**Source material**
BEGIN

//! Error types for schema compilation and registry access.

use ipaschema_api::RemoteError;
use serde_json::Value;
use thiserror::Error;

use crate::catalog::ParamKind;

/// Structural problem in one schema entity.
///
/// Compile errors are scoped to the command or class they were found in; the
/// namespace build records them and carries on with the remaining entities.
#[derive(Debug, Clone, PartialEq, Error)]
pub enum CompileError {
    #[error("{entity}: missing mandatory field '{field}'")]
    MissingField { entity: String, field: String },

    #[error("{entity}: invalid default for parameter '{param}': {source}")]
    InvalidDefault {
        entity: String,
        param: String,
        #[source]
        source: ConversionError,
    },
}

impl CompileError {
    /// Name of the command or class the error belongs to.
    pub fn entity(&self) -> &str {
        match self {
            CompileError::MissingField { entity, .. } | CompileError::InvalidDefault { entity, .. } => entity,
        }
    }
}

/// A raw value could not be converted by a parameter kind.
#[derive(Debug, Clone, PartialEq, Error)]
#[error("cannot convert {value} to {kind:?}: {reason}")]
pub struct ConversionError {
    pub kind: ParamKind,
    pub value: Value,
    pub reason: String,
}

/// Output returned by the server does not match a command's declared outputs.
#[derive(Debug, Clone, PartialEq, Error)]
pub enum OutputError {
    #[error("{command}: output must be an object")]
    NotAnObject { command: String },

    #[error("{command}: missing output '{output}'")]
    Missing { command: String, output: String },

    #[error("{command}: unexpected output '{output}'")]
    Unexpected { command: String, output: String },

    #[error("{command}: output '{output}' has the wrong type, expected {expected}")]
    WrongType { command: String, output: String, expected: String },
}

/// Failures surfaced by the schema registry.
#[derive(Debug, Error)]
pub enum RegistryError {
    #[error("failed to fetch schema: {0}")]
    Fetch(#[from] RemoteError),

    #[error("computing default for '{param}' failed: {source}")]
    Default {
        param: String,
        #[source]
        source: RemoteError,
    },

    #[error("schema registry lock poisoned")]
    Poisoned,
}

END

**Problem statement**
Could you give every entry again, exactly as written?

**Answer section**
//! Error types for schema compilation and registry access.

use ipaschema_api::RemoteError;
use serde_json::Value;
use thiserror::Error;

use crate::catalog::ParamKind;

/// Structural problem in one schema entity.
///
/// Compile errors are scoped to the command or class they were found in; the
/// namespace build records them and carries on with the remaining entities.
#[derive(Debug, Clone, PartialEq, Error)]
pub enum CompileError {
    #[error("{entity}: missing mandatory field '{field}'")]
    MissingField { entity: String, field: String },

    #[error("{entity}: invalid default for parameter '{param}': {source}")]
    InvalidDefault {
        entity: String,
        param: String,
        #[source]
        source: ConversionError,
    },
}

impl CompileError {
    /// Name of the command or class the error belongs to.
    pub fn entity(&self) -> &str {
        match self {
            CompileError::MissingField { entity, .. } | CompileError::InvalidDefault { entity, .. } => entity,
        }
    }
}

/// A raw value could not be converted by a parameter kind.
#[derive(Debug, Clone, PartialEq, Error)]
#[error("cannot convert {value} to {kind:?}: {reason}")]
pub struct ConversionError {
    pub kind: ParamKind,
    pub value: Value,
    pub reason: String,
}

/// Output returned by the server does not match a command's declared outputs.
#[derive(Debug, Clone, PartialEq, Error)]
pub enum OutputError {
    #[error("{command}: output must be an object")]
    NotAnObject { command: String },

    #[error("{command}: missing output '{output}'")]
    Missing { command: String, output: String },

    #[error("{command}: unexpected output '{output}'")]
    Unexpected { command: String, output: String },

    #[error("{command}: output '{output}' has the wrong type, expected {expected}")]
    WrongType { command: String, output: String, expected: String },
}

/// Failures surfaced by the schema registry.
#[derive(Debug, Error)]
pub enum RegistryError {
    #[error("failed to fetch schema: {0}")]
    Fetch(#[from] RemoteError),

    #[error("computing default for '{param}' failed: {source}")]
    Default {
        param: String,
        #[source]
        source: RemoteError,
    },

    #[error("schema registry lock poisoned")]
    Poisoned,
}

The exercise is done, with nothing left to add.